James Chadwick, Neutron Discoverer, to L. Groves Re: Awards from Queen Elizabeth & Harry Truman

 

“I had two rewards for which I shall always be grateful.”

 

JAMES CHADWICK, Autograph Letter Signed, to Leslie R. Groves Jr., January 16, 1970, Cambridge, England. 2 pp., 8" x 10". Very good.

 

Excerpts

“It was most kind of you to write and to send me the congratulations of yourself and Mrs Groves on the award of the C. H. It was a great surprise when I heard from the Prime Minister that he proposed to recommend me to H.M. the Queen for this award. I had thought I had long passed the age for anything of this kind.”

 

“It may be, as you say, that my services during the war were not recognized here; not many knew what was happening, some of these did not appreciate the position and some were not at all pleased with me. That caused me no great concern either then or later.”

 

“But I had two rewards for which I shall always be grateful. First, I would put your trust and friendship; and, secondly, the award of the Medal for Merit by President Truman, presented to me by you.”

 

Historical Background

In the Queen’s New Year’s Honors for 1970, James Chadwick became a Companion of Honour for his services to science.

 

The Medal for Merit was awarded by the President of the United States to civilians for “exceptionally meritorious conduct in the performance of outstanding services” during and after World War II. It was awarded to individuals between 1944 and 1952. James Chadwick received the award in 1946 and was one of the few civilians of foreign nations who received the award.

 

 

James Chadwick (1891-1974) was born in England and graduated from the University of Manchester in 1911. He received further education in Germany but was placed in an internment camp during World War I, where he continued his experiments. He received a Ph.D. from Cambridge in 1921. In 1932, he discovered the neutron, for which he won the 1935 Nobel Prize in Physics. During World War II, Chadwick wrote the report that inspired the U.S. government to develop an atomic bomb.

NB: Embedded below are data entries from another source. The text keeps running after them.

//! Bookmark Pipeline for linkboard.
//!
//! Orchestrates one run: validate the URL list, consult the cache, fetch and
//! extract metadata for misses, synthesize fallback records for failures,
//! and rewrite the persisted cache. Fails soft per URL: only an empty or
//! unreadable list aborts a run.

use std::sync::Arc;

use url::Url;

use crate::config::FALLBACK_IMAGE;
use crate::services::cache_store::CacheStore;
use crate::services::metadata_extractor;
use crate::services::page_fetcher::PageFetcherTrait;
use crate::services::sanitizer::sanitize;
use crate::services::url_validator;
use crate::types::bookmark::{Bookmark, CacheEntry, RawMetadata};
use crate::types::errors::PipelineError;

/// Pipeline over the network and cache collaborators.
pub struct BookmarkPipeline {
    fetcher: Arc<dyn PageFetcherTrait>,
    cache: CacheStore,
}

impl BookmarkPipeline {
    pub fn new(fetcher: Arc<dyn PageFetcherTrait>, cache: CacheStore) -> Self {
        Self { fetcher, cache }
    }

    /// Runs the pipeline over a newline-delimited URL list.
    ///
    /// Returns one bookmark per surviving URL, in input order. Per-URL
    /// failures yield fallback records and never abort the run; the whole
    /// cache collection is rewritten at the end with run-time timestamps,
    /// fallback records included.
    pub async fn run(&self, url_list_text: &str) -> Result<Vec<Bookmark>, PipelineError> {
        let urls = parse_url_list(url_list_text);
        if urls.is_empty() {
            return Err(PipelineError::NoValidUrls);
        }

        // One cache read per run; every lookup below works on this snapshot.
        let cached = self.cache.load();

        let mut handles = Vec::with_capacity(urls.len());
        for url in &urls {
            let fresh = CacheStore::find_by_url(&cached, url.as_str())
                .filter(|entry| self.cache.is_fresh(entry))
                .map(|entry| entry.data.clone());
            let fetcher = Arc::clone(&self.fetcher);
            let url = url.clone();

            handles.push(tokio::spawn(async move {
                match fresh {
                    Some(bookmark) => {
                        tracing::debug!(url = %url, "using cached data");
                        bookmark
                    }
                    None => {
                        tracing::debug!(url = %url, "fetching new or expired data");
                        process_url(fetcher.as_ref(), &url).await
                    }
                }
            }));
        }

        // Collect strictly in input order, whatever the completion order.
        let mut bookmarks = Vec::with_capacity(urls.len());
        for (handle, url) in handles.into_iter().zip(&urls) {
            match handle.await {
                Ok(bookmark) => bookmarks.push(bookmark),
                Err(err) => {
                    tracing::error!(url = %url, "bookmark task failed: {}", err);
                    bookmarks.push(fallback_bookmark(url));
                }
            }
        }

        let now = CacheStore::now_ms();
        let entries: Vec<CacheEntry> = urls
            .iter()
            .zip(&bookmarks)
            .map(|(url, bookmark)| CacheEntry {
                url: url.as_str().to_string(),
                timestamp: now,
                data: bookmark.clone(),
            })
            .collect();
        if let Err(err) = self.cache.replace_all(&entries) {
            // Losing the cache is strictly less bad than losing the run.
            tracing::error!("failed to persist bookmark cache: {}", err);
        }

        if bookmarks.is_empty() {
            return Err(PipelineError::EmptyResult);
        }
        Ok(bookmarks)
    }
}

/// Splits the list into validated URLs, preserving input order. Each dropped
/// line is logged as a warning.
fn parse_url_list(url_list_text: &str) -> Vec<Url> {
    url_list_text
        .lines()
        .map(str::trim)
        .filter(|line| !line.is_empty())
        .filter_map(|line| match url_validator::parse(line) {
            Ok(url) => Some(url),
            Err(err) => {
                tracing::warn!("skipping URL list entry: {}", err);
                None
            }
        })
        .collect()
}

/// Fetches and extracts one URL, converting any failure into a visible
/// error notice plus a fallback record.
async fn process_url(fetcher: &dyn PageFetcherTrait, url: &Url) -> Bookmark {
    let outcome = match fetcher.fetch_page(url).await {
        Ok(html) => metadata_extractor::extract(&html, url).map_err(|e| e.to_string()),
        Err(err) => Err(err.to_string()),
    };

    match outcome {
        Ok(meta) => build_bookmark(meta, url),
        Err(notice) => {
            tracing::error!(url = %url, "failed to load preview: {}", notice);
            fallback_bookmark(url)
        }
    }
}

/// Builds a bookmark from extracted metadata, filling absent fields from
/// hostname-derived fallbacks.
pub fn build_bookmark(meta: RawMetadata, url: &Url) -> Bookmark {
    let host = url_validator::hostname(url);
    let non_empty = |value: Option<String>| value.filter(|v| !v.is_empty());

    let title = non_empty(meta.title.clone()).unwrap_or_else(|| host.clone());
    let short_description = non_empty(meta.short_description)
        .or_else(|| non_empty(meta.title))
        .unwrap_or_else(|| format!("Visit {}", host));
    let long_description =
        non_empty(meta.long_description).unwrap_or_else(|| format!("Explore more at {}", host));
    let preview = non_empty(meta.image).unwrap_or_else(|| FALLBACK_IMAGE.to_string());

    Bookmark {
        title: sanitize(Some(&title)),
        short_description: sanitize(Some(&short_description)),
        long_description: sanitize(Some(&long_description)),
        preview,
        link: url.as_str().to_string(),
        domain: url_validator::domain(url),
    }
}

/// Minimal record derived from the hostname alone, used when retrieval or
/// extraction fails.
pub fn fallback_bookmark(url: &Url) -> Bookmark {
    let host = url_validator::hostname(url);
    Bookmark {
        title: host.clone(),
        short_description: format!("Visit {}", host),
        long_description: format!("Explore more at {}", host),
        preview: FALLBACK_IMAGE.to_string(),
        link: url.as_str().to_string(),
        domain: url_validator::domain(url),
    }
}
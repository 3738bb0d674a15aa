use serde::{Deserialize, Serialize};

/// A derived preview record for one source URL.
///
/// Immutable once produced: every field is non-empty. When extraction fails
/// entirely, the fields carry deterministic hostname-derived strings and the
/// constant fallback image.
#[derive(Debug, Clone, PartialEq, Eq, Serialize, Deserialize)]
pub struct Bookmark {
    pub title: String,
    pub short_description: String,
    pub long_description: String,
    /// Preview image URI, or the fallback placeholder.
    pub preview: String,
    /// The source URL. Unique within a run.
    pub link: String,
    /// Hostname with a leading "www." stripped.
    pub domain: String,
}

/// One persisted cache record: a bookmark plus the time it was written.
///
/// An entry is fresh while `now - timestamp` stays below the configured
/// expiry. Every pipeline run rewrites the whole collection with run-time
/// timestamps, so an entry only expires when no run touches the cache for
/// the full expiry window.
#[derive(Debug, Clone, PartialEq, Eq, Serialize, Deserialize)]
pub struct CacheEntry {
    pub url: String,
    /// Creation time, milliseconds since the Unix epoch.
    pub timestamp: i64,
    pub data: Bookmark,
}

/// Raw extractor output, before conversion into a `Bookmark`.
///
/// Transient: never persisted. Absent fields are filled from
/// hostname-derived fallbacks when the bookmark is built.
#[derive(Debug, Clone, Default, PartialEq, Eq)]
pub struct RawMetadata {
    pub title: Option<String>,
    pub short_description: Option<String>,
    pub long_description: Option<String>,
    pub image: Option<String>,
}
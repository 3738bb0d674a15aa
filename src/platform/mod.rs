// Platform abstraction for linkboard.
// Provides platform-specific paths for Windows, macOS, and Linux.
//
// Uses `cfg(target_os)` for conditional compilation to select the correct
// platform-specific implementation at compile time.

use std::path::PathBuf;

#[cfg(target_os = "linux")]
mod linux;

#[cfg(target_os = "macos")]
mod macos;

#[cfg(target_os = "windows")]
mod windows;

/// Returns the platform-specific configuration directory for linkboard.
///
/// - **Linux**: `~/.config/linkboard` (or `$XDG_CONFIG_HOME/linkboard`)
/// - **macOS**: `~/Library/Application Support/Linkboard`
/// - **Windows**: `%APPDATA%/Linkboard`
pub fn get_config_dir() -> PathBuf {
    #[cfg(target_os = "linux")]
    {
        linux::get_config_dir()
    }
    #[cfg(target_os = "macos")]
    {
        macos::get_config_dir()
    }
    #[cfg(target_os = "windows")]
    {
        windows::get_config_dir()
    }
}

/// Returns the platform-specific data directory for linkboard. The persisted
/// key-value store lives here.
///
/// - **Linux**: `~/.local/share/linkboard` (or `$XDG_DATA_HOME/linkboard`)
/// - **macOS**: `~/Library/Application Support/Linkboard`
/// - **Windows**: `%APPDATA%/Linkboard`
pub fn get_data_dir() -> PathBuf {
    #[cfg(target_os = "linux")]
    {
        linux::get_data_dir()
    }
    #[cfg(target_os = "macos")]
    {
        macos::get_data_dir()
    }
    #[cfg(target_os = "windows")]
    {
        windows::get_data_dir()
    }
}
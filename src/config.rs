//! Application configuration for linkboard.
//!
//! Stored as a JSON file at the platform-specific config path. A missing
//! file yields the defaults; a malformed file is an error so a typo never
//! silently reverts every setting.

use std::fs;
use std::path::{Path, PathBuf};

use serde::{Deserialize, Serialize};

use crate::platform;

/// Embedded placeholder used when a page yields no preview image, and as the
/// render-time fallback when an image fails to load.
pub const FALLBACK_IMAGE: &str = "data:image/svg+xml;base64,PHN2ZyB4bWxucz0iaHR0cDovL3d3dy53My5vcmcvMjAwMC9zdmciIHdpZHRoPSIxMDAlIiBoZWlnaHQ9IjEwMCUiIHZpZXdCb3g9IjAgMCAxIDEiPjxyZWN0IHdpZHRoPSIxIiBoZWlnaHQ9IjEiIGZpbGw9IiMzMzMiLz48L3N2Zz4=";

/// Storage key holding the persisted cache collection.
pub const CACHE_KEY: &str = "bookmark_cache";

/// Storage key holding the persisted view-mode choice.
pub const VIEW_KEY: &str = "bookmark_view";

fn default_links_path() -> String {
    "links.txt".to_string()
}

fn default_output_path() -> String {
    "bookmarks.html".to_string()
}

fn default_fetch_timeout_ms() -> u64 {
    5_000
}

fn default_cache_expiry_ms() -> i64 {
    7 * 24 * 60 * 60 * 1000
}

fn default_debounce_ms() -> u64 {
    300
}

fn default_user_agent() -> String {
    "Mozilla/5.0 (Windows NT 10.0; Win64; x64) AppleWebKit/537.36 (KHTML, like Gecko) Chrome/91.0.4472.124 Safari/537.36".to_string()
}

/// Runtime configuration, all fields optional in the file.
#[derive(Debug, Clone, Serialize, Deserialize, PartialEq)]
pub struct AppConfig {
    /// Newline-delimited URL list to load.
    #[serde(default = "default_links_path")]
    pub links_path: String,
    /// Where the rendered HTML document is written.
    #[serde(default = "default_output_path")]
    pub output_path: String,
    /// Key-value store file. Defaults to `storage.json` in the platform data dir.
    #[serde(default)]
    pub storage_path: Option<String>,
    /// Deadline for one page retrieval, in milliseconds.
    #[serde(default = "default_fetch_timeout_ms")]
    pub fetch_timeout_ms: u64,
    /// Cache entry lifetime, in milliseconds.
    #[serde(default = "default_cache_expiry_ms")]
    pub cache_expiry_ms: i64,
    /// Delay applied to search input before re-rendering, in milliseconds.
    #[serde(default = "default_debounce_ms")]
    pub debounce_ms: u64,
    /// User-Agent header sent with page retrievals.
    #[serde(default = "default_user_agent")]
    pub user_agent: String,
}

impl Default for AppConfig {
    fn default() -> Self {
        Self {
            links_path: default_links_path(),
            output_path: default_output_path(),
            storage_path: None,
            fetch_timeout_ms: default_fetch_timeout_ms(),
            cache_expiry_ms: default_cache_expiry_ms(),
            debounce_ms: default_debounce_ms(),
            user_agent: default_user_agent(),
        }
    }
}

impl AppConfig {
    /// Default location of the config file: `config.json` in the platform
    /// config directory.
    pub fn default_path() -> PathBuf {
        platform::get_config_dir().join("config.json")
    }

    /// Loads configuration from `path`.
    ///
    /// A missing file returns the defaults. A file that exists but does not
    /// parse is an error.
    pub fn load(path: &Path) -> Result<Self, String> {
        if !path.exists() {
            return Ok(Self::default());
        }
        let content = fs::read_to_string(path)
            .map_err(|e| format!("Failed to read config file: {}", e))?;
        serde_json::from_str(&content).map_err(|e| format!("Failed to parse config file: {}", e))
    }

    /// Resolved path of the key-value store file.
    pub fn storage_file(&self) -> PathBuf {
        match &self.storage_path {
            Some(path) => PathBuf::from(path),
            None => platform::get_data_dir().join("storage.json"),
        }
    }
}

He carried out research as part of the Tube Alloys project to build an atomic bomb. After the Quebec Agreement of August 1943 merged the American and British atomic bomb research, Chadwick led the British team on the Manhattan Project at Los Alamos and Washington, D.C. After the war, he served as the British scientific adviser to the United Nations Atomic Energy Commission. From 1948 to 1958, he served as Master of Gonville and Caius College at the University of Cambridge.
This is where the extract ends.